A small subpopulation of blastospores in Candida albicans biofilms exhibit resistance to amphotericin B associated with differential regulation of ergosterol and ß-1,6-glucan pathway genes

Abstract

The resistance of Candida albicans biofilms to a broad spectrum of antimicrobial agents has been well documented. Biofilms are known to be heterogeneous, consisting of microenvironments that may induce formation of resistant subpopulations. In this study we characterized one such subpopulation. C. albicans biofilms were cultured in a tubular flowcell (TF) for 36 h.
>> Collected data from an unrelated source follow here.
//! HTTP JSON API.
//!
//! # Endpoints
//!
//! | Method | Path | Description |
//! |--------|------|-------------|
//! | `GET`  | `/health` | Health check (returns version) |
//! | `GET`  | `/stats` | Fragment count and sampled breakdowns |
//! | `POST` | `/search` | Profile/strategy-driven semantic search |
//!
//! `POST /search` takes `{query, n_results?, profile?, strategy?, limit?,
//! filter?}` and returns the ranked results, the numbered source list, and
//! a prompt-ready context block.
//!
//! # Error Contract
//!
//! ```json
//! { "error": { "code": "bad_request", "message": "query must not be empty" } }
//! ```
//!
//! Error codes: `bad_request` (400), `embeddings_disabled` (400),
//! `internal` (500).
//!
//! # CORS
//!
//! All origins, methods, and headers are permitted.

use axum::{
    extract::State,
    http::StatusCode,
    response::{IntoResponse, Response},
    routing::{get, post},
    Json, Router,
};
use serde::Serialize;
use std::sync::Arc;
use tower_http::cors::{Any, CorsLayer};

use rag_harness_core::embedding::EmbeddingProvider;
use rag_harness_core::models::SearchResult;
use rag_harness_core::search::{format_context, format_sources};
use rag_harness_core::store::VectorIndex;

use crate::config::Config;
use crate::embedding::{create_provider, is_disabled};
use crate::search::{execute, resolve, SearchRequest};
use crate::sqlite_index::SqliteIndex;
use crate::stats::{collect_stats, IndexStats};

/// Shared state: the index and provider are opened once per process.
#[derive(Clone)]
pub struct AppState {
    config: Arc<Config>,
    index: Arc<dyn VectorIndex>,
    provider: Arc<dyn EmbeddingProvider>,
}

impl AppState {
    pub fn new(
        config: Config,
        index: Arc<dyn VectorIndex>,
        provider: Arc<dyn EmbeddingProvider>,
    ) -> Self {
        Self {
            config: Arc::new(config),
            index,
            provider,
        }
    }
}

pub fn router(state: AppState) -> Router {
    let cors = CorsLayer::new()
        .allow_origin(Any)
        .allow_methods(Any)
        .allow_headers(Any);

    Router::new()
        .route("/health", get(handle_health))
        .route("/stats", get(handle_stats))
        .route("/search", post(handle_search))
        .layer(cors)
        .with_state(state)
}

/// Starts the HTTP server on `[server].bind`. Runs until the process is
/// terminated.
pub async fn run_server(config: &Config) -> anyhow::Result<()> {
    let provider: Arc<dyn EmbeddingProvider> = Arc::from(create_provider(&config.embedding)?);
    let index = SqliteIndex::open(config).await?;
    index.get_or_create().await?;

    let bind_addr = config.server.bind.clone();
    let state = AppState::new(config.clone(), Arc::new(index), provider);
    let app = router(state);

    let listener = tokio::net::TcpListener::bind(&bind_addr).await?;
    tracing::info!(addr = %bind_addr, "server listening");
    println!("Listening on http://{}", bind_addr);
    axum::serve(listener, app).await?;

    Ok(())
}

// ============ Error response ============

#[derive(Serialize)]
struct ErrorBody {
    error: ErrorDetail,
}

#[derive(Serialize)]
struct ErrorDetail {
    code: String,
    message: String,
}

struct AppError {
    status: StatusCode,
    code: String,
    message: String,
}

impl IntoResponse for AppError {
    fn into_response(self) -> Response {
        let body = ErrorBody {
            error: ErrorDetail {
                code: self.code,
                message: self.message,
            },
        };
        (self.status, Json(body)).into_response()
    }
}

fn bad_request(message: impl Into<String>) -> AppError {
    AppError {
        status: StatusCode::BAD_REQUEST,
        code: "bad_request".to_string(),
        message: message.into(),
    }
}

fn internal(message: impl Into<String>) -> AppError {
    AppError {
        status: StatusCode::INTERNAL_SERVER_ERROR,
        code: "internal".to_string(),
        message: message.into(),
    }
}

/// A failure with the disabled provider maps to `embeddings_disabled`,
/// anything else to `internal`. The message is passed through unchanged.
fn classify_search_error(err: anyhow::Error, provider: &dyn EmbeddingProvider) -> AppError {
    let msg = format!("{:#}", err);
    if is_disabled(provider) {
        let mut e = bad_request(msg);
        e.code = "embeddings_disabled".to_string();
        e
    } else {
        tracing::error!(error = %msg, "search failed");
        internal(msg)
    }
}

// ============ GET /health ============

#[derive(Serialize)]
struct HealthResponse {
    status: String,
    version: String,
}

async fn handle_health() -> Json<HealthResponse> {
    Json(HealthResponse {
        status: "ok".to_string(),
        version: env!("CARGO_PKG_VERSION").to_string(),
    })
}

// ============ GET /stats ============

async fn handle_stats(State(state): State<AppState>) -> Result<Json<IndexStats>, AppError> {
    collect_stats(state.index.as_ref(), &state.config.index.persist_directory)
        .await
        .map(Json)
        .map_err(|e| internal(format!("{:#}", e)))
}

// ============ POST /search ============

#[derive(Serialize)]
struct SearchResponse {
    query: String,
    strategy: String,
    results: Vec<SearchResult>,
    sources: String,
    /// Prompt-ready context block.
    context: String,
}

async fn handle_search(
    State(state): State<AppState>,
    Json(req): Json<SearchRequest>,
) -> Result<Json<SearchResponse>, AppError> {
    if req.query.trim().is_empty() {
        return Err(bad_request("query must not be empty"));
    }
    let resolved = resolve(&state.config, &req).map_err(|e| bad_request(e.to_string()))?;

    let results = execute(
        &state.config,
        state.index.as_ref(),
        state.provider.as_ref(),
        &req,
    )
    .await
    .map_err(|e| classify_search_error(e, state.provider.as_ref()))?;

    Ok(Json(SearchResponse {
        sources: format_sources(&results),
        context: format_context(&results),
        strategy: resolved.strategy.name().to_string(),
        query: req.query,
        results,
    }))
}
The relatively large shear forces imposed by draining the TF removed most of the biofilm which consisted of a tangled mass of filamentous forms with associated clusters of yeast. This portion of the biofilm exhibited the classic architecture and morphological heterogeneity of a C. albicans biofilm, and was only slightly more resistant than either exponential or stationary phase planktonic cells. A submonolayer fraction of blastospores that remained on the substratum was resistant to 10 times the AmB dose that eliminated the activity of the planktonic populations. A comparison between planktonic and biofilm populations of transcript abundance for genes encoding for enzymes in the ergosterol (ERG1, 3, 5, 6, 9, 11, and 25) and ß-1,6-glucan (SKN1, KRE1, 5, 6, and 9) pathways was performed by quantitative RT-PCR. The results indicate a possible association between the high level of resistance exhibited by the blastospore subpopulation and differential regulation of ERG1, ERG25, SKN1 and KRE1. We hypothesize that the resistance originates from a synergistic effect involving changes in both the cell membrane and cell wall.